How many lines in the data below contain the word "excludes"? State only the number.

** SUPPLIED RECORDS **

● ● ● ●

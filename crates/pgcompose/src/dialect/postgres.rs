//! Postgres SQL generation.
//!
//! Pure compilation functions turning resolved fragments into SQL text.
//! Every function that can bind a value takes the running parameter vector:
//! a placeholder's number is `params.len() + 1` at push time, so placeholder
//! numbering is globally monotonic and matches the final flat array as long
//! as fragments are rendered in output order. There is no string
//! replacement and no module-level counter.

use crate::ident;
use crate::value::Value;

use super::{JoinDescriptor, WhereObject};

/// How a joined predicate renders inside a WHERE clause.
#[derive(Debug, Clone, Copy, PartialEq, Eq)]
pub enum PredicateScope {
    /// The clause ranges over base rows only: a joined predicate becomes a
    /// correlated `EXISTS` over its join chain, so it excludes base rows
    /// without multiplying them.
    BaseRows,
    /// The clause ranges over rows that already carry the join aliases: a
    /// joined predicate references its terminal alias directly.
    JoinedRows,
}

fn render_plain(w: &WhereObject, params: &mut Vec<Value>) -> String {
    let field = ident::qualify(&w.alias, &w.column);
    if w.comparator.takes_value() {
        params.push(w.value.clone());
        w.comparator.render(&field, params.len())
    } else {
        w.comparator.render(&field, 0)
    }
}

fn render_exists(w: &WhereObject, params: &mut Vec<Value>) -> String {
    let first = &w.joins[0];
    let mut sql = String::from("EXISTS (SELECT 1 FROM ");
    sql.push_str(&ident::quote(&first.table));
    sql.push_str(" AS ");
    sql.push_str(&ident::quote(&first.alias));
    for hop in &w.joins[1..] {
        sql.push_str(" JOIN ");
        sql.push_str(&ident::quote(&hop.table));
        sql.push_str(" AS ");
        sql.push_str(&ident::quote(&hop.alias));
        sql.push_str(" ON ");
        sql.push_str(&ident::qualify(&hop.alias, &hop.column));
        sql.push_str(" = ");
        sql.push_str(&ident::qualify(&hop.from_alias, &hop.from_column));
    }
    sql.push_str(" WHERE ");
    sql.push_str(&ident::qualify(&first.alias, &first.column));
    sql.push_str(" = ");
    sql.push_str(&ident::qualify(&first.from_alias, &first.from_column));
    sql.push_str(" AND ");
    sql.push_str(&render_plain(w, params));
    sql.push(')');
    sql
}

fn render_predicate(w: &WhereObject, scope: PredicateScope, params: &mut Vec<Value>) -> String {
    if w.joined() && scope == PredicateScope::BaseRows {
        render_exists(w, params)
    } else {
        render_plain(w, params)
    }
}

/// Render a set of OR-branches, each an AND-list of predicates.
///
/// Returns an empty string when nothing renders. With more than one branch
/// each branch is parenthesized; callers embedding the result in an AND
/// context wrap the whole clause.
pub fn render_where_groups(
    groups: &[Vec<WhereObject>],
    scope: PredicateScope,
    params: &mut Vec<Value>,
) -> String {
    let mut branches: Vec<String> = Vec::new();
    for group in groups {
        if group.is_empty() {
            continue;
        }
        let parts: Vec<String> = group
            .iter()
            .map(|w| render_predicate(w, scope, params))
            .collect();
        branches.push(parts.join(" AND "));
    }
    match branches.len() {
        0 => String::new(),
        1 => branches.into_iter().next().expect("len == 1"),
        _ => branches
            .iter()
            .map(|b| format!("({b})"))
            .collect::<Vec<_>>()
            .join(" OR "),
    }
}

/// Render one LEFT JOIN clause, with join-local filters in the ON clause.
///
/// A join with no local filter never excludes rows on the near side; local
/// filters only restrict which far-side rows attach.
pub fn render_join(j: &JoinDescriptor, params: &mut Vec<Value>) -> String {
    let mut sql = String::from("LEFT JOIN ");
    sql.push_str(&ident::quote(&j.table));
    sql.push_str(" AS ");
    sql.push_str(&ident::quote(&j.alias));
    sql.push_str(" ON ");
    sql.push_str(&ident::qualify(&j.alias, &j.column));
    sql.push_str(" = ");
    sql.push_str(&ident::qualify(&j.from_alias, &j.from_column));
    let local = render_where_groups(&j.filters, PredicateScope::JoinedRows, params);
    if !local.is_empty() {
        sql.push_str(" AND (");
        sql.push_str(&local);
        sql.push(')');
    }
    sql
}

/// Render one ORDER BY term for an already-quoted field reference.
pub fn render_order(field: &str, desc: bool) -> String {
    if desc {
        format!("{field} DESC")
    } else {
        format!("{field} ASC")
    }
}

/// Resolved inputs for one SELECT level.
pub struct SelectParts<'a> {
    /// Rendered FROM source: a quoted table name or a parenthesized subquery.
    pub from: &'a str,
    pub alias: &'a str,
    /// Fully rendered select expressions.
    pub columns: &'a [String],
    pub joins: &'a [JoinDescriptor],
    pub filters: &'a [Vec<WhereObject>],
    pub scope: PredicateScope,
    /// Rendered GROUP BY references.
    pub group_by: &'a [String],
    /// Rendered ORDER BY terms.
    pub order_by: &'a [String],
    /// `(offset, count)`
    pub limit: Option<(u64, u64)>,
}

/// Generate one SELECT level. Fragments render in output order so the
/// threaded parameter cursor matches the text left to right.
pub fn generate_select_query(p: &SelectParts<'_>, params: &mut Vec<Value>) -> String {
    let mut sql = String::from("SELECT ");
    sql.push_str(&p.columns.join(", "));
    sql.push_str(" FROM ");
    sql.push_str(p.from);
    sql.push_str(" AS ");
    sql.push_str(&ident::quote(p.alias));
    for j in p.joins {
        sql.push(' ');
        sql.push_str(&render_join(j, params));
    }
    let where_sql = render_where_groups(p.filters, p.scope, params);
    if !where_sql.is_empty() {
        sql.push_str(" WHERE ");
        sql.push_str(&where_sql);
    }
    if !p.group_by.is_empty() {
        sql.push_str(" GROUP BY ");
        sql.push_str(&p.group_by.join(", "));
    }
    if !p.order_by.is_empty() {
        sql.push_str(" ORDER BY ");
        sql.push_str(&p.order_by.join(", "));
    }
    if let Some((offset, count)) = p.limit {
        sql.push_str(&format!(" LIMIT {count}"));
        if offset > 0 {
            sql.push_str(&format!(" OFFSET {offset}"));
        }
    }
    sql
}

/// Wrap a compiled query in a COUNT.
pub fn generate_count_query(inner_sql: &str) -> String {
    format!(
        "SELECT COUNT(*) AS {} FROM ({inner_sql}) AS {}",
        ident::quote("count"),
        ident::quote("c")
    )
}

/// Generate a single-row INSERT, binding one parameter per column.
pub fn generate_insert_query(
    table: &str,
    columns: &[&str],
    values: &[Value],
    params: &mut Vec<Value>,
) -> String {
    let mut placeholders = Vec::with_capacity(values.len());
    for v in values {
        params.push(v.clone());
        placeholders.push(format!("${}", params.len()));
    }
    format!(
        "INSERT INTO {} ({}) VALUES ({}) RETURNING *",
        ident::quote(table),
        columns
            .iter()
            .map(|c| ident::quote(c))
            .collect::<Vec<_>>()
            .join(", "),
        placeholders.join(", ")
    )
}

/// Render an UPDATE SET list, binding one parameter per column.
pub fn render_set_clause(sets: &[(&str, Value)], params: &mut Vec<Value>) -> String {
    let mut parts = Vec::with_capacity(sets.len());
    for (column, value) in sets {
        params.push(value.clone());
        parts.push(format!("{} = ${}", ident::quote(column), params.len()));
    }
    parts.join(", ")
}

/// Generate an UPDATE over a row-id subquery.
///
/// The SET clause must be rendered (and its parameters pushed) before the id
/// subquery is compiled, matching the output order of the placeholders.
pub fn generate_update_all_query(table: &str, set_sql: &str, pk: &str, ids_sql: &str) -> String {
    format!(
        "UPDATE {} SET {set_sql} WHERE {} IN ({ids_sql}) RETURNING *",
        ident::quote(table),
        ident::quote(pk)
    )
}

/// Generate a DELETE over a row-id subquery.
pub fn generate_delete_all_query(table: &str, pk: &str, ids_sql: &str) -> String {
    format!(
        "DELETE FROM {} WHERE {} IN ({ids_sql}) RETURNING *",
        ident::quote(table),
        ident::quote(pk)
    )
}

#[cfg(test)]
mod tests {
    use super::*;
    use crate::dialect::Comparator;

    fn w(alias: &str, column: &str, cmp: Comparator, value: Value) -> WhereObject {
        WhereObject::new(alias, column, cmp, value)
    }

    #[test]
    fn single_group_renders_and_list() {
        let mut params = Vec::new();
        let sql = render_where_groups(
            &[vec![
                w("t", "a", Comparator::Is, Value::Int(1)),
                w("t", "b", Comparator::Gt, Value::Int(2)),
            ]],
            PredicateScope::BaseRows,
            &mut params,
        );
        assert_eq!(sql, "\"t\".\"a\" = $1 AND \"t\".\"b\" > $2");
        assert_eq!(params, vec![Value::Int(1), Value::Int(2)]);
    }

    #[test]
    fn multiple_groups_render_or_branches() {
        let mut params = Vec::new();
        let sql = render_where_groups(
            &[
                vec![w("t", "a", Comparator::Is, Value::Int(1))],
                vec![w("t", "b", Comparator::Is, Value::Int(2))],
            ],
            PredicateScope::BaseRows,
            &mut params,
        );
        assert_eq!(sql, "(\"t\".\"a\" = $1) OR (\"t\".\"b\" = $2)");
        assert_eq!(params.len(), 2);
    }

    #[test]
    fn value_less_comparators_bind_nothing() {
        let mut params = Vec::new();
        let sql = render_where_groups(
            &[vec![
                w("t", "a", Comparator::IsNull, Value::Null),
                w("t", "b", Comparator::Is, Value::Int(9)),
            ]],
            PredicateScope::BaseRows,
            &mut params,
        );
        assert_eq!(sql, "\"t\".\"a\" IS NULL AND \"t\".\"b\" = $1");
        assert_eq!(params, vec![Value::Int(9)]);
    }

    #[test]
    fn joined_predicate_renders_exists_at_base_scope() {
        let mut pred = w("children__j0", "age", Comparator::Gte, Value::Int(10));
        pred.joins = vec![JoinDescriptor {
            table: "children".to_string(),
            alias: "children__j0".to_string(),
            column: "parent_id".to_string(),
            from_alias: "parents".to_string(),
            from_column: "id".to_string(),
            multiple: true,
            filters: vec![],
        }];
        let mut params = Vec::new();
        let sql = render_where_groups(
            &[vec![pred.clone()]],
            PredicateScope::BaseRows,
            &mut params,
        );
        assert_eq!(
            sql,
            "EXISTS (SELECT 1 FROM \"children\" AS \"children__j0\" WHERE \
             \"children__j0\".\"parent_id\" = \"parents\".\"id\" AND \
             \"children__j0\".\"age\" >= $1)"
        );
        assert_eq!(params, vec![Value::Int(10)]);

        let mut params = Vec::new();
        let sql = render_where_groups(&[vec![pred]], PredicateScope::JoinedRows, &mut params);
        assert_eq!(sql, "\"children__j0\".\"age\" >= $1");
    }

    #[test]
    fn join_renders_local_filters_in_on_clause() {
        let j = JoinDescriptor {
            table: "children".to_string(),
            alias: "children__j0".to_string(),
            column: "parent_id".to_string(),
            from_alias: "parents".to_string(),
            from_column: "id".to_string(),
            multiple: true,
            filters: vec![vec![w(
                "children__j0",
                "age",
                Comparator::Lt,
                Value::Int(18),
            )]],
        };
        let mut params = Vec::new();
        let sql = render_join(&j, &mut params);
        assert_eq!(
            sql,
            "LEFT JOIN \"children\" AS \"children__j0\" ON \
             \"children__j0\".\"parent_id\" = \"parents\".\"id\" AND \
             (\"children__j0\".\"age\" < $1)"
        );
        assert_eq!(params, vec![Value::Int(18)]);
    }

    #[test]
    fn select_query_orders_fragments() {
        let columns = vec!["\"t\".\"id\"".to_string(), "\"t\".\"name\"".to_string()];
        let filters = vec![vec![w("t", "name", Comparator::Is, Value::from("x"))]];
        let order = vec![render_order("\"t\".\"id\"", false)];
        let mut params = Vec::new();
        let sql = generate_select_query(
            &SelectParts {
                from: "\"t\"",
                alias: "t",
                columns: &columns,
                joins: &[],
                filters: &filters,
                scope: PredicateScope::BaseRows,
                group_by: &[],
                order_by: &order,
                limit: Some((5, 10)),
            },
            &mut params,
        );
        assert_eq!(
            sql,
            "SELECT \"t\".\"id\", \"t\".\"name\" FROM \"t\" AS \"t\" WHERE \
             \"t\".\"name\" = $1 ORDER BY \"t\".\"id\" ASC LIMIT 10 OFFSET 5"
        );
        assert_eq!(params.len(), 1);
    }

    #[test]
    fn count_query_wraps_inner() {
        assert_eq!(
            generate_count_query("SELECT 1"),
            "SELECT COUNT(*) AS \"count\" FROM (SELECT 1) AS \"c\""
        );
    }

    #[test]
    fn insert_query_binds_in_order() {
        let mut params = Vec::new();
        let sql = generate_insert_query(
            "users",
            &["name", "age"],
            &[Value::from("a"), Value::Int(3)],
            &mut params,
        );
        assert_eq!(
            sql,
            "INSERT INTO \"users\" (\"name\", \"age\") VALUES ($1, $2) RETURNING *"
        );
        assert_eq!(params.len(), 2);
    }

    #[test]
    fn update_all_query_shape() {
        let mut params = Vec::new();
        let set_sql = render_set_clause(&[("name", Value::from("b"))], &mut params);
        let sql = generate_update_all_query("users", &set_sql, "id", "SELECT \"id\"");
        assert_eq!(
            sql,
            "UPDATE \"users\" SET \"name\" = $1 WHERE \"id\" IN (SELECT \"id\") RETURNING *"
        );
    }

    #[test]
    fn delete_all_query_shape() {
        assert_eq!(
            generate_delete_all_query("users", "id", "SELECT \"id\""),
            "DELETE FROM \"users\" WHERE \"id\" IN (SELECT \"id\") RETURNING *"
        );
    }
}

● ● ● ●

** EXERCISE SOLUTION **
2